Aber was geschieht mit denen, die keine Stelle finden?
Als Notanker brauchen wir kommunale Jobs, die in Höhe des heutigen Arbeitslosengeldes II bezahlt werden. Die Kommunen sollten die ihnen anvertrauten Arbeitskräfte aber nicht selbst einsetzen, sondern meistbietend über Honorarverträge an die private Wirtschaft verleihen. Es wird einen von Null verschiedenen Honorarsatz geben, zu dem die Beschäftigung möglich ist. Nach unserer Rechnung liegt das markträumende Niveau der Lohnkosten für Geringqualifizierte um etwa ein Drittel unter dem heutigen Niveau.
Also ist auch von Hartz IV keine Besserung zu erwarten?
Das Arbeitslosengeld II wird dazu führen, daß der bislang arbeitslose Ingenieur als Facharbeiter und der bislang arbeitslose Facharbeiter als Hilfsarbeiter arbeitet.
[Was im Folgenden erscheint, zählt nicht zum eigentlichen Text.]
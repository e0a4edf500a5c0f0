use std::sync::{Arc, Mutex, OnceLock};

use anyhow::Result;
use chrono::NaiveDate;
use serde::Serialize;

use crate::config::Config;
use crate::error::{ForecastError, ForecastResult};
use crate::forecast::{fit_auto, ImpulseResponse, VarModel};
use crate::index::{build_index, rescale_0_100, CompositeIndex, RescaleWindow};
use crate::model::{month_end, month_end_after, TimeSeries};
use crate::scenario::{net_impulse_response, propagate, ScenarioImpact, ShockCoefficients, ShockSpec};
use crate::source::SignalSource;

/// Forecast and scenario knobs, resolved from [`Config`].
#[derive(Debug, Clone, PartialEq, Serialize)]
pub struct PipelineSettings {
    pub horizon: usize,
    pub max_order: usize,
    pub fallback_order: usize,
    pub rescale: RescaleWindow,
    pub neutral: f64,
    pub band_base: f64,
    pub band_slope: f64,
    pub fallback_band: f64,
    pub coefficients: ShockCoefficients,
}

impl Default for PipelineSettings {
    fn default() -> Self {
        Self {
            horizon: 12,
            max_order: 12,
            fallback_order: 4,
            rescale: RescaleWindow::default(),
            neutral: 50.0,
            band_base: 2.0,
            band_slope: 0.5,
            fallback_band: 5.0,
            coefficients: ShockCoefficients::default(),
        }
    }
}

impl PipelineSettings {
    pub fn from_config(config: &Config) -> Self {
        Self {
            horizon: config.forecast.horizon,
            max_order: config.forecast.max_order,
            fallback_order: config.forecast.fallback_order,
            rescale: config.rescale_window(),
            neutral: config.scale.neutral,
            band_base: config.forecast.band_base,
            band_slope: config.forecast.band_slope,
            fallback_band: config.forecast.fallback_band,
            coefficients: config.scenario,
        }
    }

    /// Half-width of the 80% band at forecast step `step` (1-based).
    ///
    /// Fixed linear heuristic, not derived from the model's forecast-error
    /// covariance.
    pub fn band_half_width(&self, step: usize) -> f64 {
        self.band_base + self.band_slope * step as f64
    }
}

#[derive(Debug, Clone, Copy, PartialEq, Serialize)]
pub struct ForecastPoint {
    pub date: NaiveDate,
    pub value: f64,
}

fn points(dates: &[NaiveDate], values: &[f64]) -> Vec<ForecastPoint> {
    dates
        .iter()
        .zip(values)
        .map(|(date, value)| ForecastPoint {
            date: *date,
            value: *value,
        })
        .collect()
}

#[derive(Debug, Clone, Default, PartialEq, Serialize)]
pub struct Diagnostics {
    /// Autoregressive order actually fitted; `None` when degraded.
    pub order: Option<usize>,
    pub order_fallback: bool,
    pub aic: Vec<(usize, f64)>,
    pub history_months: usize,
    pub degraded: bool,
    pub degraded_reason: Option<String>,
    pub unmapped_shocks: usize,
    pub unmapped_shock_keys: Vec<String>,
}

/// Everything a scenario request needs: computed once, then shared read-only.
#[derive(Debug, Clone)]
pub struct Baseline {
    pub index: CompositeIndex,
    pub model: Option<VarModel>,
    pub irf: Option<ImpulseResponse>,
    pub dates: Vec<NaiveDate>,
    /// Scaled (0-100) baseline forecast.
    pub forecast: Vec<f64>,
    pub lower80: Vec<f64>,
    pub upper80: Vec<f64>,
    pub diagnostics: Diagnostics,
    pub settings: PipelineSettings,
}

impl Baseline {
    pub fn is_degraded(&self) -> bool {
        self.diagnostics.degraded
    }

    pub fn latest_value(&self) -> Option<f64> {
        self.index.latest_value()
    }
}

struct ForecastStage {
    model: VarModel,
    irf: ImpulseResponse,
    dates: Vec<NaiveDate>,
    scaled: Vec<f64>,
    order_fallback: bool,
    aic: Vec<(usize, f64)>,
}

/// Rescale history and forecast raw composites as one series and return the
/// last `forecast_raw.len()` scaled values.
pub fn scale_forecast_path(
    history_raw: &TimeSeries,
    forecast_dates: &[NaiveDate],
    forecast_raw: &[f64],
    rescale: &RescaleWindow,
) -> ForecastResult<Vec<f64>> {
    if forecast_dates.len() != forecast_raw.len() {
        return Err(ForecastError::Config(format!(
            "forecast path has {} dates but {} values",
            forecast_dates.len(),
            forecast_raw.len()
        )));
    }
    if let (Some(last), Some(first)) = (history_raw.last_date(), forecast_dates.first()) {
        if *first <= last {
            return Err(ForecastError::Config(format!(
                "forecast starts at {} but history ends at {}",
                first, last
            )));
        }
    }
    let tail = TimeSeries::new(
        forecast_dates.to_vec(),
        forecast_raw.iter().copied().map(Some).collect(),
    );
    let combined = rescale_0_100(&history_raw.concat(&tail), rescale);
    let start = combined.len() - tail.len();
    combined.values()[start..]
        .iter()
        .map(|v| {
            v.ok_or_else(|| {
                ForecastError::insufficient(
                    "forecast rescale window",
                    rescale.min_periods,
                    history_raw.defined_count(),
                )
            })
        })
        .collect()
}

fn forecast_stage(index: &CompositeIndex, settings: &PipelineSettings) -> ForecastResult<ForecastStage> {
    let fitted = fit_auto(
        &index.contributions,
        settings.max_order,
        settings.fallback_order,
    )?;
    let forecast = fitted.model.forecast(settings.horizon);
    let scaled = scale_forecast_path(
        &index.raw,
        &forecast.dates,
        &forecast.composite,
        &settings.rescale,
    )?;
    let irf = fitted.model.impulse_response(settings.horizon)?;
    Ok(ForecastStage {
        irf,
        dates: forecast.dates,
        scaled,
        order_fallback: fitted.used_fallback,
        aic: fitted.selection.map(|s| s.aic).unwrap_or_default(),
        model: fitted.model,
    })
}

/// Flat continuation of `level` after `last_date`, flagged as degraded.
fn flat_baseline(
    index: CompositeIndex,
    settings: PipelineSettings,
    last_date: NaiveDate,
    level: f64,
    reason: String,
) -> Baseline {
    let horizon = settings.horizon;
    let dates = (1..=horizon)
        .map(|i| month_end_after(last_date, i as u32))
        .collect();
    Baseline {
        diagnostics: Diagnostics {
            history_months: index.raw.len(),
            degraded: true,
            degraded_reason: Some(reason),
            ..Diagnostics::default()
        },
        model: None,
        irf: None,
        dates,
        forecast: vec![level; horizon],
        lower80: vec![level - settings.fallback_band; horizon],
        upper80: vec![level + settings.fallback_band; horizon],
        index,
        settings,
    }
}

/// Fit, forecast and band the index. Data and fit failures in the forecast
/// stage degrade to a flat continuation of the last scaled value; any other
/// error is returned.
pub fn build_baseline(index: CompositeIndex, settings: PipelineSettings) -> ForecastResult<Baseline> {
    let last_date = index
        .raw
        .last_date()
        .ok_or_else(|| ForecastError::insufficient("baseline forecast", 1, 0))?;
    let horizon = settings.horizon;
    let history_months = index.raw.len();

    match forecast_stage(&index, &settings) {
        Ok(stage) => {
            let (lower80, upper80): (Vec<f64>, Vec<f64>) = stage
                .scaled
                .iter()
                .enumerate()
                .map(|(i, v)| {
                    let half = settings.band_half_width(i + 1);
                    (v - half, v + half)
                })
                .unzip();
            tracing::info!(
                order = stage.model.order(),
                order_fallback = stage.order_fallback,
                horizon,
                end = ?stage.scaled.last(),
                "Baseline forecast ready"
            );
            Ok(Baseline {
                diagnostics: Diagnostics {
                    order: Some(stage.model.order()),
                    order_fallback: stage.order_fallback,
                    aic: stage.aic,
                    history_months,
                    ..Diagnostics::default()
                },
                model: Some(stage.model),
                irf: Some(stage.irf),
                dates: stage.dates,
                forecast: stage.scaled,
                lower80,
                upper80,
                index,
                settings,
            })
        }
        Err(e) if e.is_recoverable() => {
            let level = index.latest_value().unwrap_or(settings.neutral);
            tracing::warn!(
                error = %e,
                flat_value = level,
                "Forecast unavailable; using flat continuation"
            );
            Ok(flat_baseline(index, settings, last_date, level, e.to_string()))
        }
        Err(e) => Err(e),
    }
}

/// Month-end of the latest finite observation across every configured series.
fn latest_observed_month(config: &Config, source: &dyn SignalSource) -> Option<NaiveDate> {
    config
        .buckets
        .iter()
        .flat_map(|bucket| &bucket.series)
        .filter_map(|series| source.fetch(&series.id).ok())
        .flatten()
        .filter(|obs| obs.value.is_finite())
        .map(|obs| month_end(obs.date))
        .max()
}

/// Build the index from `source` and forecast it. When the signals are too
/// short to form an index, the baseline is a flat neutral line after the
/// latest observed month.
pub fn build_baseline_from_source(config: &Config, source: &dyn SignalSource) -> ForecastResult<Baseline> {
    let settings = PipelineSettings::from_config(config);
    match build_index(config, source) {
        Ok(index) => build_baseline(index, settings),
        Err(e) if e.is_recoverable() => {
            let Some(last_date) = latest_observed_month(config, source) else {
                return Err(e);
            };
            tracing::warn!(
                error = %e,
                flat_value = settings.neutral,
                "Index unavailable; using neutral flat forecast"
            );
            let index = CompositeIndex::empty(config.bucket_weights())?;
            let level = settings.neutral;
            Ok(flat_baseline(index, settings, last_date, level, e.to_string()))
        }
        Err(e) => Err(e),
    }
}

/// Composite response of the index to a unit shock in one bucket.
#[derive(Debug, Clone, PartialEq, Serialize)]
pub struct BucketImpulse {
    pub bucket: String,
    pub values: Vec<f64>,
}

#[derive(Debug, Clone, PartialEq, Serialize)]
pub struct ForecastOutput {
    pub latest_value: Option<f64>,
    pub baseline_forecast: Vec<ForecastPoint>,
    pub scenario_forecast: Vec<ForecastPoint>,
    pub lower80: Vec<ForecastPoint>,
    pub upper80: Vec<ForecastPoint>,
    pub net_impulse_response: Vec<BucketImpulse>,
    pub diagnostics: Diagnostics,
}

/// Apply `shock` to a prepared baseline. Pure: the baseline is not modified.
pub fn run_scenario(baseline: &Baseline, shock: &ShockSpec) -> ForecastOutput {
    let horizon = baseline.forecast.len();
    let weights = &baseline.index.weights;
    let (impact, net) = match &baseline.irf {
        Some(irf) => {
            let impact = if shock.is_neutral() {
                ScenarioImpact::zero(horizon)
            } else {
                propagate(irf, &shock.mapping(), weights, horizon)
            };
            let net = irf
                .columns()
                .iter()
                .cloned()
                .zip(net_impulse_response(irf, weights))
                .map(|(bucket, values)| BucketImpulse { bucket, values })
                .collect();
            (impact, net)
        }
        None => (ScenarioImpact::zero(horizon), Vec::new()),
    };

    let scenario: Vec<f64> = baseline
        .forecast
        .iter()
        .zip(&impact.aligned)
        .map(|(b, d)| b + d)
        .collect();
    if !impact.applied.is_empty() {
        tracing::info!(
            applied = impact.applied.len(),
            unmapped = impact.unmapped.len(),
            end_delta = ?impact.aligned.last(),
            "Scenario propagated"
        );
    }

    let mut diagnostics = baseline.diagnostics.clone();
    diagnostics.unmapped_shocks = impact.unmapped.len();
    diagnostics.unmapped_shock_keys = impact.unmapped;

    ForecastOutput {
        latest_value: baseline.latest_value(),
        baseline_forecast: points(&baseline.dates, &baseline.forecast),
        scenario_forecast: points(&baseline.dates, &scenario),
        lower80: points(&baseline.dates, &baseline.lower80),
        upper80: points(&baseline.dates, &baseline.upper80),
        net_impulse_response: net,
        diagnostics,
    }
}

/// Process-lifetime memo of the baseline.
#[derive(Debug, Default)]
pub struct BaselineCache {
    slot: Mutex<Option<Arc<Baseline>>>,
}

impl BaselineCache {
    pub fn new() -> Self {
        Self::default()
    }

    pub fn shared() -> &'static BaselineCache {
        static SHARED: OnceLock<BaselineCache> = OnceLock::new();
        SHARED.get_or_init(BaselineCache::new)
    }

    /// Return the cached baseline, building it on first use. The lock is
    /// held while building so concurrent first callers build once.
    pub fn get_or_build<F>(&self, build: F) -> Result<Arc<Baseline>>
    where
        F: FnOnce() -> ForecastResult<Baseline>,
    {
        let mut guard = self
            .slot
            .lock()
            .map_err(|_| anyhow::anyhow!("baseline cache lock poisoned"))?;
        if let Some(baseline) = guard.as_ref() {
            return Ok(Arc::clone(baseline));
        }
        let baseline = Arc::new(build()?);
        *guard = Some(Arc::clone(&baseline));
        Ok(baseline)
    }

    pub fn get(&self) -> Result<Option<Arc<Baseline>>> {
        let guard = self
            .slot
            .lock()
            .map_err(|_| anyhow::anyhow!("baseline cache lock poisoned"))?;
        Ok(guard.clone())
    }

    pub fn clear(&self) -> Result<()> {
        let mut guard = self
            .slot
            .lock()
            .map_err(|_| anyhow::anyhow!("baseline cache lock poisoned"))?;
        *guard = None;
        Ok(())
    }
}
Es wird zu einer Verdrängungskaskade kommen, an deren Ende die Geringqualifizierten aus dem Arbeitsmarkt hinausgedrückt werden.
Wofür dann der ganze Aufwand?
Positiv ist schon einmal, daß sich überhaupt etwas bewegt. Hartz IV muß aber noch ergänzt werden durch ein Hartz V. Wir brauchen bessere Hinzuverdienstmöglichkeiten bei niedrigerem Arbeitslosengeld II.
Das Gespräch führte Claudia Bröll.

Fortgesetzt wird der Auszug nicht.